Yes but it would be fine for a couple of days.


----------



## katydidagain

Firefly said:


> Yes but it would be fine for a couple of days.


Or you can freeze it.


----------



## Firefly

katydidagain said:


> Or you can freeze it.


True! But for sprouting you have to leave it at room temp. With pasteurized milk I wouldn't do it for more than a couple of days. They won't have greens at that stage but they'll taste sweet. I'm going to try this and see how they like it. And also do regular green sprouts for my geese. I just love this idea b/c corn is so cheap. I was going to give them alfalfa and broccoli sprouts which are quite an investment! The other thing I'm going to try is to grow wheat or greens in trays of dirt so I can harvest it a few times as it grows. Has anyone tried that?


----------



## suelandress

LOL. Yeah, I grew greens in seed trays figuring I'd swap the trays and keep rotating them for the winter. but the chickens had other ideas.....eat the dirt....so I only ended up doing one round. I suppose harvesting the greens might have worked better


----------



## Dead Rabbit

i was thinking on this cracked corn deal today..........after jarring my memory, i do now recall many yrs back i had a whole bag of cracked corn, and the fowl wouldnt eat it. none of it. and i couldnt figure it out. everything on Gods green earth likes corn, esp. cracked corn, but not this bag....
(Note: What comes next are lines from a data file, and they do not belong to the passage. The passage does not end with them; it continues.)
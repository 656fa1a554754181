//! In-memory platform client and reply sink for server tests.

use std::collections::{HashMap, VecDeque};
use std::sync::atomic::{AtomicBool, AtomicUsize, Ordering};
use std::sync::{Arc, Mutex};
use std::time::Duration;

use async_trait::async_trait;
use joinwarden_connector_core::{ClientFactory, PlatformClient, PlatformError};
use joinwarden_protocol::{
    AdminRights, ChannelId, ChatDescriptor, CodeToken, EntityRef, JoinRequest, JoinRequestPage,
    PageCursor, ParticipantStatus, PasswordCredential, PlatformUpdate, UserId,
};
use tokio::sync::{mpsc, Notify, Semaphore};

use crate::surface::{ReplySink, SurfaceError};

pub const EXAMPLE_CHANNEL: ChannelId = ChannelId(-1003784917581);
pub const SELF_ID: UserId = UserId(4242);

#[derive(Default)]
struct FakeState {
    backlog: Vec<UserId>,
    page_failures: HashMap<usize, PlatformError>,
    approval_scripts: HashMap<UserId, VecDeque<Result<(), PlatformError>>>,
    approval_calls: Vec<UserId>,
    page_requests: usize,
    subscribers: Vec<mpsc::Sender<PlatformUpdate>>,
    connect_error: Option<PlatformError>,
    code_error: Option<PlatformError>,
    sign_in_error: Option<PlatformError>,
    password_error: Option<PlatformError>,
    resolve_error: Option<PlatformError>,
    disconnect_error: Option<PlatformError>,
    export_error: Option<PlatformError>,
    subscribe_error: Option<PlatformError>,
    calls: Vec<&'static str>,
    participant: Option<ParticipantStatus>,
    signed_in: bool,
    passwords: Vec<String>,
}

/// Scriptable [`PlatformClient`]. Unscripted calls succeed.
pub struct FakeClient {
    state: Mutex<FakeState>,
    connected: AtomicBool,
    connects: AtomicUsize,
    disconnects: AtomicUsize,
    subscribed: Notify,
    gate: Mutex<Option<Arc<Semaphore>>>,
}

impl FakeClient {
    pub fn new() -> Self {
        Self::with_backlog(0)
    }

    /// Pending requests from users `1..=count`.
    pub fn with_backlog(count: i64) -> Self {
        let state = FakeState {
            backlog: (1..=count).map(UserId).collect(),
            ..FakeState::default()
        };
        Self {
            state: Mutex::new(state),
            connected: AtomicBool::new(false),
            connects: AtomicUsize::new(0),
            disconnects: AtomicUsize::new(0),
            subscribed: Notify::new(),
            gate: Mutex::new(None),
        }
    }

    fn state(&self) -> std::sync::MutexGuard<'_, FakeState> {
        self.state.lock().unwrap()
    }

    /// Queue results for successive approval calls for `user`.
    pub fn script_approval(&self, user: UserId, results: Vec<Result<(), PlatformError>>) {
        self.state()
            .approval_scripts
            .insert(user, results.into_iter().collect());
    }

    /// The zero-based `page`-th listing call fails with `error`.
    pub fn fail_page(&self, page: usize, error: PlatformError) {
        self.state().page_failures.insert(page, error);
    }

    pub fn fail_connect(&self, error: PlatformError) {
        self.state().connect_error = Some(error);
    }

    pub fn fail_request_code(&self, error: PlatformError) {
        self.state().code_error = Some(error);
    }

    pub fn fail_sign_in(&self, error: PlatformError) {
        self.state().sign_in_error = Some(error);
    }

    pub fn fail_password(&self, error: PlatformError) {
        self.state().password_error = Some(error);
    }

    pub fn fail_resolve(&self, error: PlatformError) {
        self.state().resolve_error = Some(error);
    }

    pub fn fail_disconnect(&self, error: PlatformError) {
        self.state().disconnect_error = Some(error);
    }

    pub fn fail_export(&self, error: PlatformError) {
        self.state().export_error = Some(error);
    }

    pub fn fail_subscribe(&self, error: PlatformError) {
        self.state().subscribe_error = Some(error);
    }

    pub fn set_participant(&self, status: ParticipantStatus) {
        self.state().participant = Some(status);
    }

    pub fn set_connected(&self, connected: bool) {
        self.connected.store(connected, Ordering::SeqCst);
    }

    /// Approvals block until permits are added to the returned semaphore.
    pub fn hold_approvals(&self) -> Arc<Semaphore> {
        let gate = Arc::new(Semaphore::new(0));
        *self.gate.lock().unwrap() = Some(gate.clone());
        gate
    }

    pub fn approval_calls(&self) -> Vec<UserId> {
        self.state().approval_calls.clone()
    }

    pub fn approval_calls_for(&self, user: UserId) -> usize {
        self.state()
            .approval_calls
            .iter()
            .filter(|u| **u == user)
            .count()
    }

    /// Order of subscription and listing calls, as `"subscribe"` and `"page"`.
    pub fn call_order(&self) -> Vec<&'static str> {
        self.state().calls.clone()
    }

    pub fn page_requests(&self) -> usize {
        self.state().page_requests
    }

    pub fn subscriptions(&self) -> usize {
        self.state().subscribers.len()
    }

    pub fn connects(&self) -> usize {
        self.connects.load(Ordering::SeqCst)
    }

    pub fn disconnects(&self) -> usize {
        self.disconnects.load(Ordering::SeqCst)
    }

    pub fn passwords(&self) -> Vec<String> {
        self.state().passwords.clone()
    }

    pub async fn wait_for_subscription(&self) {
        loop {
            let notified = self.subscribed.notified();
            if self.subscriptions() > 0 {
                return;
            }
            notified.await;
        }
    }

    pub fn push_update(&self, update: PlatformUpdate) {
        for tx in &self.state().subscribers {
            let _ = tx.try_send(update.clone());
        }
    }
}

#[async_trait]
impl PlatformClient for FakeClient {
    async fn connect(&self) -> Result<(), PlatformError> {
        self.connects.fetch_add(1, Ordering::SeqCst);
        if let Some(error) = self.state().connect_error.clone() {
            return Err(error);
        }
        self.connected.store(true, Ordering::SeqCst);
        Ok(())
    }

    async fn disconnect(&self) -> Result<(), PlatformError> {
        self.disconnects.fetch_add(1, Ordering::SeqCst);
        self.connected.store(false, Ordering::SeqCst);
        self.state().subscribers.clear();
        match self.state().disconnect_error.clone() {
            Some(error) => Err(error),
            None => Ok(()),
        }
    }

    fn is_connected(&self) -> bool {
        self.connected.load(Ordering::SeqCst)
    }

    async fn request_code(&self, phone: &str) -> Result<CodeToken, PlatformError> {
        match self.state().code_error.clone() {
            Some(error) => Err(error),
            None => Ok(CodeToken(format!("hash-{phone}"))),
        }
    }

    async fn sign_in(
        &self,
        _phone: &str,
        _token: &CodeToken,
        _code: &str,
    ) -> Result<(), PlatformError> {
        let mut state = self.state();
        match state.sign_in_error.clone() {
            Some(error) => Err(error),
            None => {
                state.signed_in = true;
                Ok(())
            }
        }
    }

    async fn derive_password_credential(
        &self,
        password: &str,
    ) -> Result<PasswordCredential, PlatformError> {
        self.state().passwords.push(password.to_string());
        Ok(PasswordCredential(serde_json::json!({ "srp": password.len() })))
    }

    async fn check_password(&self, _credential: PasswordCredential) -> Result<(), PlatformError> {
        let mut state = self.state();
        match state.password_error.clone() {
            Some(error) => Err(error),
            None => {
                state.signed_in = true;
                Ok(())
            }
        }
    }

    async fn export_session(&self) -> Result<String, PlatformError> {
        let state = self.state();
        match state.export_error.clone() {
            Some(error) => Err(error),
            None if state.signed_in => Ok("1BVtsOK8Bu".to_string()),
            None => Err(PlatformError::NotConnected),
        }
    }

    async fn resolve_entity(&self, entity: &EntityRef) -> Result<ChatDescriptor, PlatformError> {
        if let Some(error) = self.state().resolve_error.clone() {
            return Err(error);
        }
        match entity {
            EntityRef::Username(name) if name == "ExampleChannel" => Ok(example_channel()),
            EntityRef::Id(id) if id.same_channel(EXAMPLE_CHANNEL) => Ok(example_channel()),
            _ => Err(PlatformError::Rpc {
                code: 400,
                message: "USERNAME_NOT_OCCUPIED".into(),
            }),
        }
    }

    async fn get_me(&self) -> Result<UserId, PlatformError> {
        Ok(SELF_ID)
    }

    async fn participant_status(
        &self,
        _channel: ChannelId,
        _user: UserId,
    ) -> Result<ParticipantStatus, PlatformError> {
        Ok(self
            .state()
            .participant
            .unwrap_or(ParticipantStatus::Admin {
                rights: Some(AdminRights {
                    invite_users: true,
                    ..AdminRights::default()
                }),
            }))
    }

    async fn join_request_page(
        &self,
        _channel: ChannelId,
        cursor: Option<PageCursor>,
        limit: u32,
    ) -> Result<JoinRequestPage, PlatformError> {
        let mut state = self.state();
        let page = state.page_requests;
        state.page_requests += 1;
        state.calls.push("page");
        if let Some(error) = state.page_failures.remove(&page) {
            return Err(error);
        }

        let start = cursor
            .map(|c| {
                state
                    .backlog
                    .iter()
                    .position(|u| *u == c.offset_user)
                    .map_or(state.backlog.len(), |i| i + 1)
            })
            .unwrap_or(0);
        let requests: Vec<JoinRequest> = state
            .backlog
            .iter()
            .skip(start)
            .take(limit as usize)
            .map(|user_id| JoinRequest {
                user_id: *user_id,
                requested_at: Some(1_700_000_000),
                about: None,
            })
            .collect();
        // a short page is the last one
        let next_cursor = requests
            .last()
            .filter(|_| requests.len() == limit as usize)
            .map(|last| PageCursor {
                offset_date: 1_700_000_000,
                offset_user: last.user_id,
            });

        Ok(JoinRequestPage {
            requests,
            next_cursor,
        })
    }

    async fn approve_join_request(
        &self,
        _channel: ChannelId,
        user: UserId,
    ) -> Result<(), PlatformError> {
        let gate = self.gate.lock().unwrap().clone();
        if let Some(gate) = gate {
            if let Ok(permit) = gate.acquire().await {
                permit.forget();
            }
        }

        let mut state = self.state();
        state.approval_calls.push(user);
        state
            .approval_scripts
            .get_mut(&user)
            .and_then(VecDeque::pop_front)
            .unwrap_or(Ok(()))
    }

    async fn subscribe_updates(&self) -> Result<mpsc::Receiver<PlatformUpdate>, PlatformError> {
        let mut state = self.state();
        state.calls.push("subscribe");
        if let Some(error) = state.subscribe_error.clone() {
            return Err(error);
        }
        let (tx, rx) = mpsc::channel(64);
        state.subscribers.push(tx);
        drop(state);
        self.subscribed.notify_waiters();
        Ok(rx)
    }
}

fn example_channel() -> ChatDescriptor {
    ChatDescriptor {
        id: EXAMPLE_CHANNEL,
        title: Some("Example Channel".into()),
        username: Some("ExampleChannel".into()),
    }
}

/// Hands out prepared clients in order, then fresh default ones.
#[derive(Default)]
pub struct FakeFactory {
    queued: Mutex<VecDeque<Arc<FakeClient>>>,
    created: Mutex<Vec<Arc<FakeClient>>>,
}

impl FakeFactory {
    pub fn with_clients(clients: Vec<Arc<FakeClient>>) -> Self {
        Self {
            queued: Mutex::new(clients.into_iter().collect()),
            created: Mutex::new(Vec::new()),
        }
    }

    pub fn created(&self) -> Vec<Arc<FakeClient>> {
        self.created.lock().unwrap().clone()
    }
}

#[async_trait]
impl ClientFactory for FakeFactory {
    async fn create(&self) -> Result<Arc<dyn PlatformClient>, PlatformError> {
        let client = self
            .queued
            .lock()
            .unwrap()
            .pop_front()
            .unwrap_or_else(|| Arc::new(FakeClient::new()));
        self.created.lock().unwrap().push(client.clone());
        Ok(client)
    }
}

/// Records every reply in order.
#[derive(Default)]
pub struct RecordingSink {
    sent: Mutex<Vec<(UserId, String)>>,
    changed: Notify,
}

impl RecordingSink {
    pub fn sent(&self) -> Vec<(UserId, String)> {
        self.sent.lock().unwrap().clone()
    }

    pub fn texts_to(&self, to: UserId) -> Vec<String> {
        self.sent()
            .into_iter()
            .filter(|(id, _)| *id == to)
            .map(|(_, text)| text)
            .collect()
    }

    pub fn last_text(&self) -> Option<String> {
        self.sent().last().map(|(_, text)| text.clone())
    }

    pub fn contains(&self, needle: &str) -> bool {
        self.sent().iter().any(|(_, text)| text.contains(needle))
    }

    /// Wait until some reply contains `needle`. Panics after 10s.
    pub async fn wait_for(&self, needle: &str) {
        let wait = async {
            loop {
                let notified = self.changed.notified();
                if self.contains(needle) {
                    return;
                }
                notified.await;
            }
        };
        if tokio::time::timeout(Duration::from_secs(10), wait)
            .await
            .is_err()
        {
            panic!("no reply containing {needle:?}; sent: {:?}", self.sent());
        }
    }
}

#[async_trait]
impl ReplySink for RecordingSink {
    async fn send_text(&self, to: UserId, text: &str) -> Result<(), SurfaceError> {
        self.sent.lock().unwrap().push((to, text.to_string()));
        self.changed.notify_waiters();
        Ok(())
    }
}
im wondering now if the corn in it was rancid and i didnt know it. at times the fowl are smarter than i am.


----------



## Dead Rabbit

RedneckPete said:


> Wow. What a one sided debate.
> 
> Seriously. I can't believe Jim humoured the other posters as long as he has. Come to the table with at least a tiny bit of proof for your position. Making ludicrous statements and then asking those who call you on it to prove their position is just stupid. The quote below says it all.
> 
> 
> 
> BTW, I feed corn, whole and cracked all the time. Never had a problem with either.
> 
> Perhaps Dead Rabbit could explain to me where all the heat generated by the gizzard grinding away on the whole corn kernels comes from.
> 
> Pete


aaannndddd...whats wrong with asking for proof to back up what one states? you obviously disagree with and question what i just come right out and state. so why shouldnt i do the same.

as stated im willing to learn. fowl is my favorite subject so any info that isnt the run of the mill type, i find fascinating.

now why wouldnt the grinding motion of the gizzard when really working hard on an extremely hard grain, not create heat? the more corn, the more grinding digestion, the more heat? just a thought...what says ye?


----------



## Dead Rabbit

couple of interesting links:

http://www.ehow.com/how_4477285_keep-chickens-cool-summer.html

look at tip number 2.

http://ezinearticles.com/?Raising-Chickens-in-the-Winter&id=3503243

look at winter tip number 3.


there were numerous other written sources. but they all pretty much say the same thing. and just the general idea of digestion creating heat makes sense to me. im sold on the idea.


----------



## Cyngbaeld

Goodness, I never thought a discussion over whole vs cracked corn could degenerate into name calling and a fuss. You guys cool it, please.


----------



## RedneckPete

Dead Rabbit said:


> now why wouldnt the grinding motion of the gizzard when really working hard on an extremely hard grain, not create heat? the more corn, the more grinding digestion, the more heat? just a thought...what says ye?


The contraction of muscles (any muscles not just the gizzard) burns sugar and produces heat. The basic process is the same as if you burned the corn in your wood stove. It would produce heat that way too.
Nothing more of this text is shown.